One step the committee agreed to implement was to establish a subcommittee, including town hunters, to meet with committee members Jim Colligan and Steve Lenox to discuss specific incentives that could motivate increased culling. That committee is to report back to the Deer & Tick Committee with an action plan by the December 3 meeting,

“It gives us a concrete thing to get it done by December,” Mr. Colligan said.

Member Marc Wein suggested the subcommittee was better than “kicking the can down the road each month.”

While the subcommittee was his suggestion, he wasn’t appointed and neither was Police Chief Jim Read, who Mr. Wein had nominated for the subcommittee.

The committee also plans to set a Shelter Island meeting with local hunters and Dr. Tony DeNicola, president and founder of White Buffalo, a Connecticut-based nonprofit that specializes in deer management. The purpose is to determine if there’s a way to either affiliate or form a similar group here.

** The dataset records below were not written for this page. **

//! Pure game logic for the three prosit drinking games.
//!
//! Everything here is a synchronous, deterministic state machine; the async
//! shell in `prosit-gameroom` drives these cores and owns all timing and
//! persistence concerns.
//!
//! ## Engines
//!
//! - [`Game`] — Round-robin guessing game over four themed rounds
//! - [`Ladder`] — Single-player draw-and-compare endgame with retries
//! - [`Race`] — Card-driven four-horse race with checkpoint blockades
//!
//! ## Rules
//!
//! - [`Rule`] — Tagged per-round rule with a uniform `evaluate` interface
//! - [`Guess`] — A player's answer, one variant per rule family
//! - [`Outcome`] — Resolved draw: correctness, points, and sip quantities
//!
//! Randomness (shuffles, samples, tie-breaks) always flows through an
//! injected [`rand::Rng`], so a seeded generator makes every game replayable.
mod game;
mod guess;
mod ladder;
mod race;
mod rule;

pub use game::*;
pub use guess::*;
pub use ladder::*;
pub use race::*;
pub use rule::*;
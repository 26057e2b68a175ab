/// Card suit: clubs, diamonds, hearts, spades.
///
/// The ordering (C < D < H < S) is arbitrary but consistent. Each suit also
/// doubles as a "horse" in the race game, where the four aces mark the
/// starting gates.
#[derive(Debug, Default, Clone, Copy, Hash, PartialEq, Eq, PartialOrd, Ord)]
#[cfg_attr(feature = "serde", derive(serde::Serialize, serde::Deserialize))]
pub enum Suit {
    #[default]
    C = 0,
    D = 1,
    H = 2,
    S = 3,
}

/// One of the two suit colors guessed in round one.
#[derive(Debug, Clone, Copy, Hash, PartialEq, Eq)]
#[cfg_attr(feature = "serde", derive(serde::Serialize, serde::Deserialize))]
pub enum Color {
    Red,
    Black,
}

impl Suit {
    /// All four suits in canonical order.
    pub const fn all() -> [Suit; 4] {
        [Suit::C, Suit::D, Suit::H, Suit::S]
    }
    /// Hearts and diamonds are red, clubs and spades black.
    pub const fn color(&self) -> Color {
        match self {
            Suit::H | Suit::D => Color::Red,
            Suit::C | Suit::S => Color::Black,
        }
    }
    /// Unicode suit symbol for display.
    pub fn symbol(&self) -> char {
        match self {
            Suit::C => '♣',
            Suit::D => '♦',
            Suit::H => '♥',
            Suit::S => '♠',
        }
    }
    /// Human-readable name, as guessed in round four.
    pub const fn name(&self) -> &'static str {
        match self {
            Suit::C => "clubs",
            Suit::D => "diamonds",
            Suit::H => "hearts",
            Suit::S => "spades",
        }
    }
}

/// u8 isomorphism
impl From<u8> for Suit {
    fn from(n: u8) -> Suit {
        match n {
            0 => Suit::C,
            1 => Suit::D,
            2 => Suit::H,
            3 => Suit::S,
            _ => unreachable!("invalid suit"),
        }
    }
}
impl From<Suit> for u8 {
    fn from(s: Suit) -> u8 {
        s as u8
    }
}

/// str isomorphism
impl TryFrom<&str> for Suit {
    type Error = String;
    fn try_from(s: &str) -> Result<Self, Self::Error> {
        match s.trim().to_lowercase().as_str() {
            "c" | "♣" | "clubs" => Ok(Suit::C),
            "d" | "♦" | "diamonds" => Ok(Suit::D),
            "h" | "♥" | "hearts" => Ok(Suit::H),
            "s" | "♠" | "spades" => Ok(Suit::S),
            _ => Err(format!("invalid suit str: {}", s)),
        }
    }
}

impl std::fmt::Display for Suit {
    fn fmt(&self, f: &mut std::fmt::Formatter) -> std::fmt::Result {
        match self {
            Suit::C => write!(f, "C"),
            Suit::D => write!(f, "D"),
            Suit::H => write!(f, "H"),
            Suit::S => write!(f, "S"),
        }
    }
}

impl std::fmt::Display for Color {
    fn fmt(&self, f: &mut std::fmt::Formatter) -> std::fmt::Result {
        match self {
            Color::Red => write!(f, "red"),
            Color::Black => write!(f, "black"),
        }
    }
}

#[cfg(test)]
mod tests {
    use super::*;

    #[test]
    fn bijective_u8() {
        let suit = Suit::D;
        assert!(suit == Suit::from(u8::from(suit)));
    }

    #[test]
    fn colors_partition() {
        let reds = Suit::all()
            .iter()
            .filter(|s| s.color() == Color::Red)
            .count();
        assert_eq!(reds, 2);
    }
}
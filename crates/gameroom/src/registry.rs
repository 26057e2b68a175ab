use super::error::RoomError;
use prosit_core::GuildId;
use std::collections::HashMap;
use std::sync::Arc;
use tokio::sync::Mutex;

/// One live session per guild, per game type.
///
/// Insertion and removal are atomic with respect to lookup: a call racing
/// with teardown either finds the room or gets `SessionNotFound`, never a
/// half-destroyed session.
#[derive(Debug, Default)]
pub struct Registry<R> {
    rooms: Mutex<HashMap<GuildId, Arc<R>>>,
}

impl<R> Registry<R> {
    pub fn new() -> Self {
        Self {
            rooms: Mutex::new(HashMap::new()),
        }
    }

    /// Registers a fresh room, refusing if the guild already has one.
    pub async fn create(&self, guild: GuildId, room: R) -> Result<Arc<R>, RoomError> {
        let mut rooms = self.rooms.lock().await;
        match rooms.contains_key(&guild) {
            true => Err(RoomError::SessionAlreadyActive),
            false => {
                let room = Arc::new(room);
                rooms.insert(guild, Arc::clone(&room));
                Ok(room)
            }
        }
    }

    pub async fn get(&self, guild: GuildId) -> Result<Arc<R>, RoomError> {
        self.rooms
            .lock()
            .await
            .get(&guild)
            .cloned()
            .ok_or(RoomError::SessionNotFound)
    }

    pub async fn remove(&self, guild: GuildId) -> Option<Arc<R>> {
        self.rooms.lock().await.remove(&guild)
    }
}
/// Generation counter guarding the auto-advance timer.
///
/// Every scheduled timer carries the token current at issue time; any
/// accepted explicit action bumps the generation, so a timer that fires
/// late finds its token stale and does nothing. This makes the
/// explicit-versus-timeout race resolve to exactly one advance without
/// holding a lock across the sleep.
#[derive(Debug, Default)]
pub struct Countdown {
    epoch: u64,
}

impl Countdown {
    /// Bumps the generation and returns the token for a new timer.
    pub fn issue(&mut self) -> u64 {
        self.epoch += 1;
        self.epoch
    }
    /// Invalidates every outstanding token without issuing a new one.
    pub fn cancel(&mut self) {
        self.epoch += 1;
    }
    /// Whether a timer holding this token is still the live one.
    pub fn live(&self, token: u64) -> bool {
        self.epoch == token
    }
}

#[cfg(test)]
mod tests {
    use super::*;

    #[test]
    fn issued_token_is_live_until_superseded() {
        let mut countdown = Countdown::default();
        let first = countdown.issue();
        assert!(countdown.live(first));
        let second = countdown.issue();
        assert!(!countdown.live(first));
        assert!(countdown.live(second));
    }

    #[test]
    fn cancel_invalidates_without_new_token() {
        let mut countdown = Countdown::default();
        let token = countdown.issue();
        countdown.cancel();
        assert!(!countdown.live(token));
    }
}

White Buffalo, considered a leading expert in controlling the population of white-tailed deer, has worked with other communities around the country. Because of holiday schedules, that meeting may not happen until January, but Deer & Tick Chairman Mike Scheibel promised to reach out to Mr. DeNicola to set a date.

Another initiative is to explore allowing off-Island hunters to hunt on town property. Police have already implemented an outreach to residents to volunteer more properties for hunting.

A specific plan is to be established with deadlines for an educational campaign to be prepared launched in May to ensure residents have information about the problems posed by deer, both in tick-borne diseases and traffic accidents.

The committee came to a somewhat reluctant agreement to book statistics on the number of deer carcasses cleaned from town roadways. Mr. Wein said that might be a more accurate number than police statistics on accidents involving deer, since not all drivers report accidents.

“You don’t know if it will show us anything until you look at the numbers,” Mr. Wein said, responding to Mr. Scheibel’s question on the value of new statistics.

Committee Secretary Jennifer Zacha said she will check with the Highway Department for the information compiled in the last few months.

She reported that since bow hunting started October 1, police have recorded 33 deer killed. Hunter Beau Payne said another 15 or 16 were taken by hunters on private property in the last week. He noted that many of the recreational hunters only started within the past week.

Dr. Scott Campbell, also calling in from another venue, told his colleagues that the Suffolk County’s newly formed tick advisory committee meets today, Thursday, November 20, and deer management is a major part of its discussions. The county committee continues to look to Shelter Island “for what is going well and what is going wrong” to guide its recommendations for other communities, Dr. Campbell said.

“I think that we are a little ahead” of surrounding communities, Mr. Colligan said.